The Cost of Trade Credit (Accounts Payable)

Checking barcodes

Shironosov/iStock/Getty Images Plus

Small businesses generally use accounts payable as their largest source of financing. Accounts payable, or trade credit, are what businesses owe to their suppliers of inventory, products, and other types of goods that are necessary to operate the business.

It is estimated by most experts that small businesses usually have as much as 40 percent of their financing from trade credit -- what they owe their suppliers. It is certainly the single largest operating current liability on a small business' ​balance sheet. The smaller the firm, the higher the likely percentage of trade credit as a current liability.

How Trade Credit Works

When a company buys from a supplier, that supplier is often willing to allow the company to delay payment. When the supplier allows delayed payment, effectively the supplier is extending financing to the company. This credit becomes a source of working capital financing for the company. For very small businesses and start-up companies, trade credit may be the only financing they have. Suppliers know this and they keep an eye on their accounts receivable and the companies that hold credit with them.

Pick Your Suppliers Carefully

When your business doors open, one of your first tasks should be to pick your suppliers carefully. You want to pick your suppliers not only for the products they can offer you but also for their terms of trade credit. If you are a new or growing business, you certainly want to pick suppliers that offer trade credit and preferably those that offer generous trade credit terms.

When you are choosing suppliers, you will generally make a presentation or proposal to those suppliers. Be sure and emphasize how much inventory you will need and how much inventory you anticipate needing going forward into the future. You want to make your company look attractive to the supplier as a company worthy of trade credit. The more business you do with a supplier, the better your negotiating position will be with regard to the terms of trade credit with that supplier.

The Cost of Trade Credit

That said, there is a cost associated with having trade credit granted to your company by your suppliers. Suppliers are probably in the same position you are regarding cash flow, so the effective cost of what you purchase from the suppliers is often higher than if you were paying cash. Not only do you have to absorb the higher purchase price, but you have to figure in the actual cost of trade credit.

Firms that offer your company trade credit have a credit policy, just as you have a credit policy for your customers. That credit policy may have terms of trade that look something like this: 2/10, net 30. This means that the supplier will offer you a 2 percent discount if you pay your bill in 10 days. If you don't take that discount, then the bill is due in 30 days. If you are offered these terms of trade by a supplier, what do they mean?

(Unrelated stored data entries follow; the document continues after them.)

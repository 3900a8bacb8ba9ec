use crate::logging::layers::console::ConsoleOutput;
use crate::Result;
use anyhow::{anyhow, Context};
use serde::Deserialize;
use std::env;
use std::fs;
use std::path::{Path, PathBuf};
use std::str::FromStr;
use tracing_subscriber::filter::LevelFilter;

const DEFAULT_LEVEL: &str = "info";

/// Directory under the workspace holding tool state (logging config, logs).
pub const STATE_DIR: &str = ".account-normalizer";

/// Resolved logging configuration after reading config files and env overrides.
#[derive(Debug, Clone)]
pub struct LoggingConfig {
    pub log_dir: Option<PathBuf>,
    pub default_level: String,
    pub enable_file: bool,
    pub console_output: Option<ConsoleOutput>,
}

impl Default for LoggingConfig {
    fn default() -> Self {
        Self {
            log_dir: None,
            default_level: DEFAULT_LEVEL.to_string(),
            enable_file: true,
            console_output: None,
        }
    }
}

impl LoggingConfig {
    /// Load configuration with deterministic precedence: defaults, config file, env overrides.
    pub fn load(workspace_root: Option<&Path>) -> Result<Self> {
        let mut config = LoggingConfig::default();
        if let Some(workspace) = workspace_root {
            if let Some(workspace_config) = Self::load_from_workspace(workspace)? {
                config.apply(workspace_config);
            }
        }
        config.apply_env_overrides()?;
        config.validate()?;
        Ok(config)
    }

    fn load_from_workspace(workspace_root: &Path) -> Result<Option<TomlLogging>> {
        let path = workspace_root.join(STATE_DIR).join("logging.toml");
        Self::load_from_file(&path)
    }

    fn load_from_file(path: &Path) -> Result<Option<TomlLogging>> {
        if !path.exists() {
            return Ok(None);
        }
        let content = fs::read_to_string(path)
            .with_context(|| format!("failed to read logging config {}", path.display()))?;
        let parsed: TomlLogging = toml::from_str(&content)
            .with_context(|| format!("failed to parse logging config {}", path.display()))?;
        Ok(Some(parsed))
    }

    fn apply(&mut self, toml: TomlLogging) {
        if let Some(logging) = toml.logging {
            if let Some(log_dir) = logging.log_dir {
                self.log_dir = Some(PathBuf::from(log_dir));
            }
            if let Some(default_level) = logging.default_level {
                self.default_level = default_level;
            }
            if let Some(enable_file) = logging.enable_file {
                self.enable_file = enable_file;
            }
            if let Some(console_output) = logging.console_output {
                self.console_output = Some(console_output);
            }
        }
    }

    fn apply_env_overrides(&mut self) -> Result<()> {
        if let Ok(level) = env::var("ACCOUNT_NORMALIZER_LOG_LEVEL") {
            if !level.trim().is_empty() {
                self.default_level = level;
            }
        }
        if let Ok(dir) = env::var("ACCOUNT_NORMALIZER_LOG_DIR") {
            if !dir.trim().is_empty() {
                self.log_dir = Some(PathBuf::from(dir));
            }
        }
        if let Ok(output) = env::var("ACCOUNT_NORMALIZER_CONSOLE_OUTPUT") {
            self.console_output = Some(ConsoleOutput::from_str(&output).map_err(|e| anyhow!(e))?);
        }
        Ok(())
    }

    fn validate(&self) -> Result<()> {
        if !is_valid_level(&self.default_level) {
            return Err(anyhow!(
                "logging.default_level must be a level or comma-separated target=level list, got '{}'",
                self.default_level
            ));
        }
        Ok(())
    }
}

/// Accepts `level` or `target=level` entries, comma-separated.
fn is_valid_level(value: &str) -> bool {
    value.split(',').all(|part| {
        let part = part.trim();
        if part.is_empty() {
            return false;
        }
        match part.split_once('=') {
            Some((target, level)) => {
                !target.is_empty()
                    && !target.contains(char::is_whitespace)
                    && !level.trim().is_empty()
                    && LevelFilter::from_str(level.trim()).is_ok()
            }
            None => LevelFilter::from_str(part).is_ok(),
        }
    })
}

#[derive(Debug, Deserialize)]
struct TomlLogging {
    pub logging: Option<TomlLoggingSection>,
}

#[derive(Debug, Deserialize)]
struct TomlLoggingSection {
    pub log_dir: Option<String>,
    pub default_level: Option<String>,
    pub enable_file: Option<bool>,
    #[serde(default)]
    pub console_output: Option<ConsoleOutput>,
}
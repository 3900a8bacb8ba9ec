#![allow(clippy::result_large_err)]

//! Account-wide resource types.

use super::{require, secrets, EntityNormalizer};
use crate::core::document::{
    ConnectionRecord, GroupRecord, PrivateLinkRecord, RepositoryRecord, ServiceTokenRecord,
    WebhookRecord,
};
use crate::core::error::AppError;
use crate::core::snapshot::{
    Connection, Group, PrivateLinkEndpoint, Repository, ServiceToken, WebhookSubscription,
};
use crate::core::types::ResourceType;
use indexmap::IndexMap;
use serde_json::Value;

const UNKNOWN: &str = "unknown";

/// Repository metadata fields carried into the record when set.
const REPOSITORY_PROVIDER_FIELDS: &[&str] = &[
    "github_installation_id",
    "gitlab_project_id",
    "azure_active_directory_project_id",
    "azure_active_directory_repository_id",
];

pub fn normalize_privatelink_endpoints(
    normalizer: &mut EntityNormalizer<'_>,
    endpoints: &IndexMap<String, PrivateLinkEndpoint>,
) -> Result<Option<Vec<PrivateLinkRecord>>, AppError> {
    normalizer.normalize_each(
        ResourceType::PrivatelinkEndpoints,
        None,
        endpoints.values().map(|e| (e.key.as_str(), e)),
        |_, key, endpoint| {
            let region = endpoint
                .metadata
                .get("region")
                .and_then(Value::as_str)
                .unwrap_or(UNKNOWN);
            Ok(PrivateLinkRecord {
                key: key.local,
                name: endpoint.name.clone(),
                cloud: endpoint
                    .endpoint_type
                    .clone()
                    .unwrap_or_else(|| UNKNOWN.to_string()),
                region: region.to_string(),
                endpoint_id: endpoint.id.clone().unwrap_or_else(|| UNKNOWN.to_string()),
            })
        },
    )
}

pub fn normalize_connections(
    normalizer: &mut EntityNormalizer<'_>,
    connections: &IndexMap<String, Connection>,
) -> Result<Option<Vec<ConnectionRecord>>, AppError> {
    normalizer.normalize_each(
        ResourceType::Connections,
        None,
        connections.values().map(|e| (e.key.as_str(), e)),
        |n, key, conn| {
            let name = conn.name.clone().unwrap_or_else(|| key.local.clone());
            let private_link_endpoint_key = conn
                .private_link_endpoint_key
                .as_deref()
                .filter(|id| !id.is_empty())
                .map(|id| {
                    n.resolve_or_defer(id, || {
                        format!("PrivateLink endpoint for connection '{}'", key.local)
                    })
                });
            let details = if conn.details.is_empty() {
                None
            } else {
                Some(secrets::mask_details(
                    &conn.details,
                    n.policy().secret_handling(),
                ))
            };
            Ok(ConnectionRecord {
                name,
                connection_type: conn
                    .connection_type
                    .clone()
                    .unwrap_or_else(|| UNKNOWN.to_string()),
                id: n.source_id(conn.id),
                private_link_endpoint_key,
                details,
                key: key.local,
            })
        },
    )
}

pub fn normalize_repositories(
    normalizer: &mut EntityNormalizer<'_>,
    repositories: &IndexMap<String, Repository>,
) -> Result<Option<Vec<RepositoryRecord>>, AppError> {
    normalizer.normalize_each(
        ResourceType::Repositories,
        None,
        repositories.values().map(|e| (e.key.as_str(), e)),
        |n, key, repo| {
            let remote_url = require(&repo.remote_url, ResourceType::Repositories, &key.local, "remote_url")?;
            let provider_ids = REPOSITORY_PROVIDER_FIELDS
                .iter()
                .filter_map(|field| {
                    repo.metadata
                        .get(*field)
                        .filter(|value| !value.is_null())
                        .map(|value| (field.to_string(), value.clone()))
                })
                .collect();
            Ok(RepositoryRecord {
                remote_url: remote_url.to_string(),
                git_clone_strategy: repo.git_clone_strategy.clone(),
                provider_ids,
                id: n.source_id(repo.id),
                key: key.local,
            })
        },
    )
}

pub fn normalize_service_tokens(
    normalizer: &mut EntityNormalizer<'_>,
    tokens: &IndexMap<String, ServiceToken>,
) -> Result<Option<Vec<ServiceTokenRecord>>, AppError> {
    normalizer.normalize_each(
        ResourceType::ServiceTokens,
        None,
        tokens.values().map(|e| (e.key.as_str(), e)),
        |n, key, token| {
            let name = require(&token.name, ResourceType::ServiceTokens, &key.local, "name")?;
            Ok(ServiceTokenRecord {
                name: name.to_string(),
                scopes: token.permission_sets.clone(),
                project_ids: n.source_id(Some(token.project_ids.clone())).unwrap_or_default(),
                id: n.source_id(token.id),
                key: key.local,
            })
        },
    )
}

pub fn normalize_groups(
    normalizer: &mut EntityNormalizer<'_>,
    groups: &IndexMap<String, Group>,
) -> Result<Option<Vec<GroupRecord>>, AppError> {
    normalizer.normalize_each(
        ResourceType::Groups,
        None,
        groups.values().map(|e| (e.key.as_str(), e)),
        |n, key, group| {
            let name = require(&group.name, ResourceType::Groups, &key.local, "name")?;
            Ok(GroupRecord {
                name: name.to_string(),
                // membership is not part of the snapshot
                members: Vec::new(),
                assign_by_default: group.assign_by_default,
                sso_mapping_groups: group.sso_mapping_groups.clone(),
                permission_sets: group.permission_sets.clone(),
                id: n.source_id(group.id),
                key: key.local,
            })
        },
    )
}

pub fn normalize_webhooks(
    normalizer: &mut EntityNormalizer<'_>,
    webhooks: &IndexMap<String, WebhookSubscription>,
) -> Result<Option<Vec<WebhookRecord>>, AppError> {
    normalizer.normalize_each(
        ResourceType::Webhooks,
        None,
        webhooks.values().map(|e| (e.key.as_str(), e)),
        |n, key, hook| {
            Ok(WebhookRecord {
                name: hook.name.clone(),
                client_url: hook.client_url.clone(),
                event_types: hook.event_types.clone(),
                job_ids: n.source_id(Some(hook.job_ids.clone())),
                id: n.source_id(hook.id.clone()),
                key: key.local,
            })
        },
    )
}
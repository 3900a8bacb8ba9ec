use account_normalizer::core::config::{MappingConfig, ResourceFilter, ScopeMode, SecretHandling};
use account_normalizer::core::document::NormalizedDocument;
use account_normalizer::core::normalizer::secrets::{self, REDACTED};
use account_normalizer::core::pipeline::run_normalization;
use account_normalizer::core::snapshot::AccountSnapshot;
use account_normalizer::core::types::ResourceType;
use indexmap::IndexMap;
use serde_json::{json, Value};
use std::collections::HashSet;
use std::path::Path;

fn fixture_snapshot() -> AccountSnapshot {
    let path = Path::new(env!("CARGO_MANIFEST_DIR"))
        .join("tests")
        .join("fixtures")
        .join("account_snapshot.json");
    AccountSnapshot::load(&path).unwrap()
}

fn input_entity_count(snapshot: &AccountSnapshot) -> usize {
    let g = &snapshot.globals;
    g.connections.len()
        + g.repositories.len()
        + g.service_tokens.len()
        + g.groups.len()
        + g.notifications.len()
        + g.webhooks.len()
        + g.privatelink_endpoints.len()
        + snapshot.projects.len()
        + snapshot.project_entity_count()
}

fn output_entity_count(doc: &NormalizedDocument) -> usize {
    fn len<T>(records: &Option<Vec<T>>) -> usize {
        records.as_ref().map(Vec::len).unwrap_or(0)
    }
    let g = &doc.globals;
    let globals = len(&g.connections)
        + len(&g.repositories)
        + len(&g.service_tokens)
        + len(&g.groups)
        + len(&g.notifications)
        + len(&g.webhooks)
        + len(&g.privatelink_endpoints);
    let projects: usize = doc
        .projects
        .iter()
        .map(|p| 1 + len(&p.environments) + len(&p.jobs) + len(&p.environment_variables))
        .sum();
    globals + projects
}

fn policies() -> Vec<MappingConfig> {
    let mut policies = vec![MappingConfig::default()];

    let mut filtered = MappingConfig::default();
    filtered.resource_filters.insert(
        ResourceType::Repositories,
        ResourceFilter {
            exclude_keys: ["legacy_repo".to_string()].into_iter().collect(),
            ..Default::default()
        },
    );
    filtered.resource_filters.insert(
        ResourceType::Connections,
        ResourceFilter {
            exclude_ids: ["CON_002".to_string()].into_iter().collect(),
            ..Default::default()
        },
    );
    filtered.resource_filters.insert(
        ResourceType::Jobs,
        ResourceFilter {
            include: false,
            ..Default::default()
        },
    );
    policies.push(filtered);

    let mut omit = MappingConfig::default();
    omit.normalization_options.secret_handling = SecretHandling::Omit;
    policies.push(omit);

    let mut scoped = MappingConfig::default();
    scoped.scope.mode = ScopeMode::SpecificProjects;
    scoped.scope.project_keys = vec!["marketing".to_string()];
    policies.push(scoped);

    let mut account_only = MappingConfig::default();
    account_only.scope.mode = ScopeMode::AccountLevelOnly;
    policies.push(account_only);

    let mut inactive = MappingConfig::default();
    inactive.normalization_options.include_inactive = true;
    policies.push(inactive);

    policies
}

/// Every input entity is either emitted or excluded, never both, never neither
#[test]
fn test_every_entity_is_emitted_or_excluded() {
    let snapshot = fixture_snapshot();
    let total = input_entity_count(&snapshot);
    for policy in policies() {
        let outcome = run_normalization(&snapshot, &policy).unwrap();
        assert_eq!(
            output_entity_count(&outcome.document) + outcome.context.exclusions().len(),
            total,
            "scope {:?}",
            policy.scope_mode()
        );
    }
}

#[test]
fn test_document_references_are_all_placeholders() {
    let snapshot = fixture_snapshot();
    for policy in policies() {
        let outcome = run_normalization(&snapshot, &policy).unwrap();
        let recorded: HashSet<&str> = outcome
            .context
            .placeholders()
            .iter()
            .map(|p| p.id.as_str())
            .collect();
        for token in outcome.document.lookup_tokens() {
            assert!(recorded.contains(token), "unrecorded reference {}", token);
        }
        match &outcome.document.metadata {
            Some(metadata) => assert_eq!(metadata.placeholders, outcome.context.placeholders()),
            None => assert!(!outcome.context.has_placeholders()),
        }
    }
}

#[test]
fn test_normalization_is_deterministic() {
    let snapshot = fixture_snapshot();
    let policy = MappingConfig::default();
    let first = run_normalization(&snapshot, &policy).unwrap();
    let second = run_normalization(&snapshot, &policy).unwrap();
    assert_eq!(first.document, second.document);
    assert_eq!(first.context.exclusions(), second.context.exclusions());
    assert_eq!(
        serde_yaml::to_string(&first.document).unwrap(),
        serde_yaml::to_string(&second.document).unwrap()
    );
}

#[test]
fn test_emitted_keys_are_unique_per_namespace() {
    let outcome = run_normalization(&fixture_snapshot(), &MappingConfig::default()).unwrap();
    let keys: Vec<&str> = outcome
        .document
        .globals
        .connections
        .iter()
        .flatten()
        .map(|c| c.key.as_str())
        .collect();
    let unique: HashSet<_> = keys.iter().collect();
    assert_eq!(unique.len(), keys.len());
}

#[test]
fn test_source_ids_follow_strip_option() {
    let snapshot = fixture_snapshot();
    let stripped = run_normalization(&snapshot, &MappingConfig::default()).unwrap();
    let yaml = serde_yaml::to_string(&stripped.document).unwrap();
    assert!(!yaml.contains("id: 100"));
    assert!(stripped.document.account.id.is_none());

    let mut keep = MappingConfig::default();
    keep.normalization_options.strip_source_ids = false;
    let kept = run_normalization(&snapshot, &keep).unwrap();
    assert_eq!(kept.document.account.id, Some(12345));
    assert_eq!(kept.document.projects[0].id, Some(500));
}

#[test]
fn test_redaction_is_idempotent() {
    let mut details = IndexMap::new();
    details.insert("account".to_string(), json!("acme"));
    details.insert("password".to_string(), json!("hunter2"));
    details.insert("private_key".to_string(), json!("-----BEGIN"));

    let once = secrets::mask_details(&details, SecretHandling::Redact);
    let twice = secrets::mask_details(&once, SecretHandling::Redact);
    assert_eq!(once, twice);
    assert_eq!(once["password"], Value::String(REDACTED.to_string()));
    assert_eq!(once["account"], json!("acme"));
}

#[test]
fn test_omit_removes_secret_keys_entirely() {
    let mut policy = MappingConfig::default();
    policy.normalization_options.secret_handling = SecretHandling::Omit;
    let outcome = run_normalization(&fixture_snapshot(), &policy).unwrap();

    let connections = outcome.document.globals.connections.as_ref().unwrap();
    let details = connections[0].details.as_ref().unwrap();
    assert!(!details.contains_key("password"));
    assert!(details.contains_key("warehouse"));

    let vars = outcome.document.projects[0]
        .environment_variables
        .as_ref()
        .unwrap();
    assert!(vars.iter().all(|v| !secrets::is_secret_variable(&v.name)));
    assert!(outcome
        .context
        .exclusions()
        .iter()
        .any(|e| e.key == "DBT_ENV_SECRET_API_KEY"));
}

#[test]
fn test_no_secret_value_survives_any_handling() {
    for handling in [
        SecretHandling::Redact,
        SecretHandling::Placeholder,
        SecretHandling::Omit,
    ] {
        let mut policy = MappingConfig::default();
        policy.normalization_options.secret_handling = handling;
        let outcome = run_normalization(&fixture_snapshot(), &policy).unwrap();
        let yaml = serde_yaml::to_string(&outcome.document).unwrap();
        assert!(!yaml.contains("hunter2"), "{:?}", handling);
        assert!(!yaml.contains("prod-secret"), "{:?}", handling);
        assert!(!yaml.contains("default-secret"), "{:?}", handling);
    }
}
use account_normalizer::core::error::{AppError, DefaultErrorReporter, ErrorReporter};
use account_normalizer::{cli, logging};
use clap::Parser;

#[tokio::main]
async fn main() {
    let args = cli::Args::parse();

    let guard = match logging::init(&args.command) {
        Ok(guard) => Some(guard),
        Err(err) => {
            eprintln!("[WARNING] logging disabled: {:#}", err);
            None
        }
    };

    if let Err(err) = cli::run(args).await {
        match err.downcast_ref::<AppError>() {
            Some(app_error) => DefaultErrorReporter.report_error(app_error),
            None => eprintln!("[ERROR] {:#}", err),
        }
        // flush the non-blocking file writer before exiting
        drop(guard);
        std::process::exit(1);
    }
}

An Example of the Real Cost of Trade Credit

Here we can use a formula to calculate the cost of trade credit. This formula is also called the cost of not taking the discount. Let's say that your company is offered terms of trade of 2/10, net 30. Now, we have to imagine a scenario where your company is not able to take that 2 percent discount. In other words, you do not have the cash flow to pay the bill and receive the discount within 10 days, what is this going to cost you?

Here is the formula to calculate the cost of not taking the discount:

Discount Percentage ÷ (1-Discount %) x [360/(Full allowed payment days - Discount days)]

Here's a step-by-step explanation of the formula using the example given above: 2/10 net 30.

  1. Divide the discount percentage, 2%, by (100% - 2%), the difference of 100% minus the 2% discount percentage. It equals 2.0408% 
  2. Divide 360 -- nominal days in a year -- by the sum of full allowed payment days (30 days) minus allowed discount days (10 days). It equals 18.
  3. Multiply the result of 2.0408% by 18. It equals 36.73%, the real annual interest rate charged.

According to the terms in our example above, 36.73 percent is the cost of not taking the discount. You could get a credit union or bank loan at a lower rate than that. 

Using Trade Credit

Should your company use trade credit to buy its inventory and supplies or another source of financing? If your company has the free cash flow to take the discount offered in the terms of credit, then yes. However, you should calculate the cost of trade credit, or the cost of not taking the discount, as in the section above.

If you do not have the cash flow to take the discount, you are usually better off with a cheaper form of financing. It is always better to have enough cash flow on hand to take the discount.